------ Information
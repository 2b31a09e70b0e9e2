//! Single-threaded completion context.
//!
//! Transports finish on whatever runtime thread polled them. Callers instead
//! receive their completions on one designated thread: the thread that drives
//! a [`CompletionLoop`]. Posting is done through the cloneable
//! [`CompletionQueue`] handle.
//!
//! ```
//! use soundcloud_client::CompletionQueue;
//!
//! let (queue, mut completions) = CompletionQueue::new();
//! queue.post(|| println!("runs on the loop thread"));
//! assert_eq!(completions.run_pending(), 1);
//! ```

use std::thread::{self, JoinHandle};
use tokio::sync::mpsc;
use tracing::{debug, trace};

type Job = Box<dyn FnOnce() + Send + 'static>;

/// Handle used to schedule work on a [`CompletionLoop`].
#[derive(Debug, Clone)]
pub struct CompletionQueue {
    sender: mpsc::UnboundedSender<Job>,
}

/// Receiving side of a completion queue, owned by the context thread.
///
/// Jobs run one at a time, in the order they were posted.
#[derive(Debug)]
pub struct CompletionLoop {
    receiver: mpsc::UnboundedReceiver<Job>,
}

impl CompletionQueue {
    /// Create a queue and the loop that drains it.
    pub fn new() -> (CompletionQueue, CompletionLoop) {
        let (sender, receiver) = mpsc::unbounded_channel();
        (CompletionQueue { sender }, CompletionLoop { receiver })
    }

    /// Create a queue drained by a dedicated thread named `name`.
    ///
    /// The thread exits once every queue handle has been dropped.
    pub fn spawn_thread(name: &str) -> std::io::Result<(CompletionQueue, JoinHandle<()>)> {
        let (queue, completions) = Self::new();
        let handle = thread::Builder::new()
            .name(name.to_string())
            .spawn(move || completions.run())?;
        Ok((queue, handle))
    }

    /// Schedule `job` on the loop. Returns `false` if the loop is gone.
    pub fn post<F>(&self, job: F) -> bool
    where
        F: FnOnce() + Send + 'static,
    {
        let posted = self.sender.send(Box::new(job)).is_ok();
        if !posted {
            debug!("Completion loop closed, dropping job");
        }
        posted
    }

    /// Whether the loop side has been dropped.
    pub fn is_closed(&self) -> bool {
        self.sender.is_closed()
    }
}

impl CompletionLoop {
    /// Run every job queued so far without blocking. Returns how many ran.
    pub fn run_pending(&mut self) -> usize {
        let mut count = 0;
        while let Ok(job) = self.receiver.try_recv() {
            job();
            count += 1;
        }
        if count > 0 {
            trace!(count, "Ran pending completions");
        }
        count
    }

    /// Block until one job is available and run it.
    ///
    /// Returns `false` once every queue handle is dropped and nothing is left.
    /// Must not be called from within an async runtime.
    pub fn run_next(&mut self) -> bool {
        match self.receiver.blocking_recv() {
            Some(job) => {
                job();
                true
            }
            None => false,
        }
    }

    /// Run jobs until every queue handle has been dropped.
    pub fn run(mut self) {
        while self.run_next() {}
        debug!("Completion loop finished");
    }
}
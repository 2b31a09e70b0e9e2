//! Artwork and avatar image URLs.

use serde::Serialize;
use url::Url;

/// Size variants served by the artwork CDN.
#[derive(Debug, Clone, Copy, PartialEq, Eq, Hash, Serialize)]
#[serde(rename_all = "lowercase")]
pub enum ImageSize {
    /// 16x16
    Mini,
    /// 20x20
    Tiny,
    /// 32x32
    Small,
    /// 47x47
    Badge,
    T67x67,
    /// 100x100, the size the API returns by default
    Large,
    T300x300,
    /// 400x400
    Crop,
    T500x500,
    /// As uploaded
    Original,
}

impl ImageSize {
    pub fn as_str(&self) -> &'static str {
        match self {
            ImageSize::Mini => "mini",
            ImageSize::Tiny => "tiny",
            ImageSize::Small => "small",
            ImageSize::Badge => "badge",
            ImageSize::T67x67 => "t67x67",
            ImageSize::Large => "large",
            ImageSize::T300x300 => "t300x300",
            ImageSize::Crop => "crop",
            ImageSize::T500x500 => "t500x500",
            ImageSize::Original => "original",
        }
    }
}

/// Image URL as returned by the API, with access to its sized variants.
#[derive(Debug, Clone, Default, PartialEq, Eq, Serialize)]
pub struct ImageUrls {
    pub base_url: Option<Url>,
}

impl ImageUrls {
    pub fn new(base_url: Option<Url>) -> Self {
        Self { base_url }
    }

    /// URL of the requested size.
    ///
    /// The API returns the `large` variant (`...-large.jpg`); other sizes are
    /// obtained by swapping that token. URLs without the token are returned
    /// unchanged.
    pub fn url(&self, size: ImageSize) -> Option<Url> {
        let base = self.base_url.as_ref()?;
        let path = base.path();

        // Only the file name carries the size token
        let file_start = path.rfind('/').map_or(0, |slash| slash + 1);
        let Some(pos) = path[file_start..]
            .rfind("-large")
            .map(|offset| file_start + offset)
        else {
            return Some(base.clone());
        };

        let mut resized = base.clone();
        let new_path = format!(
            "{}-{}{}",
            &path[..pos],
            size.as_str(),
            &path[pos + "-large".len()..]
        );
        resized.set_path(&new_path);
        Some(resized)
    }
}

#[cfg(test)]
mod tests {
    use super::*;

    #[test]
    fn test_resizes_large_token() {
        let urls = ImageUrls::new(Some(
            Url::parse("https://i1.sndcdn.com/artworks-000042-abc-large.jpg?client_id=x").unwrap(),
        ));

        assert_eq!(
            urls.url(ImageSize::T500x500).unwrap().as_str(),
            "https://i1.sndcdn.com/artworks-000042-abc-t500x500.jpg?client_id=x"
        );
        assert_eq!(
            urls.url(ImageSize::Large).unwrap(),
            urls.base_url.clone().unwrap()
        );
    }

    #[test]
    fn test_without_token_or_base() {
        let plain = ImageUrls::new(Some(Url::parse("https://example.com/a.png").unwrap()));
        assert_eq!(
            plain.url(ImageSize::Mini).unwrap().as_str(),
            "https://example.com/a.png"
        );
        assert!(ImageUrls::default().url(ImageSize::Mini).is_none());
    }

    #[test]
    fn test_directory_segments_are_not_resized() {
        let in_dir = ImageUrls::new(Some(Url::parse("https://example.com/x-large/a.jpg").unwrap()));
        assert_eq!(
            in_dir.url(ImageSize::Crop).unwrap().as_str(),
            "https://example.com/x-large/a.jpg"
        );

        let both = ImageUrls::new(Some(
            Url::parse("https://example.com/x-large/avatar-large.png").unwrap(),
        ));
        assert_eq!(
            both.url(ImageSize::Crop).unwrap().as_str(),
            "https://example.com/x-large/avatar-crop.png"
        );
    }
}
------------
**Directions for this task:** Starting at the top of the data above, repeat every line exactly until the line containing "once every queue handle has been dropped." has been given, then stop.

**Answer box:**
repository 2b31a09e70b0e9e2
//! Single-threaded completion context.
//!
//! Transports finish on whatever runtime thread polled them. Callers instead
//! receive their completions on one designated thread: the thread that drives
//! a [`CompletionLoop`]. Posting is done through the cloneable
//! [`CompletionQueue`] handle.
//!
//! ```
//! use soundcloud_client::CompletionQueue;
//!
//! let (queue, mut completions) = CompletionQueue::new();
//! queue.post(|| println!("runs on the loop thread"));
//! assert_eq!(completions.run_pending(), 1);
//! ```

use std::thread::{self, JoinHandle};
use tokio::sync::mpsc;
use tracing::{debug, trace};

type Job = Box<dyn FnOnce() + Send + 'static>;

/// Handle used to schedule work on a [`CompletionLoop`].
#[derive(Debug, Clone)]
pub struct CompletionQueue {
    sender: mpsc::UnboundedSender<Job>,
}

/// Receiving side of a completion queue, owned by the context thread.
///
/// Jobs run one at a time, in the order they were posted.
#[derive(Debug)]
pub struct CompletionLoop {
    receiver: mpsc::UnboundedReceiver<Job>,
}

impl CompletionQueue {
    /// Create a queue and the loop that drains it.
    pub fn new() -> (CompletionQueue, CompletionLoop) {
        let (sender, receiver) = mpsc::unbounded_channel();
        (CompletionQueue { sender }, CompletionLoop { receiver })
    }

    /// Create a queue drained by a dedicated thread named `name`.
    ///
    /// The thread exits once every queue handle has been dropped.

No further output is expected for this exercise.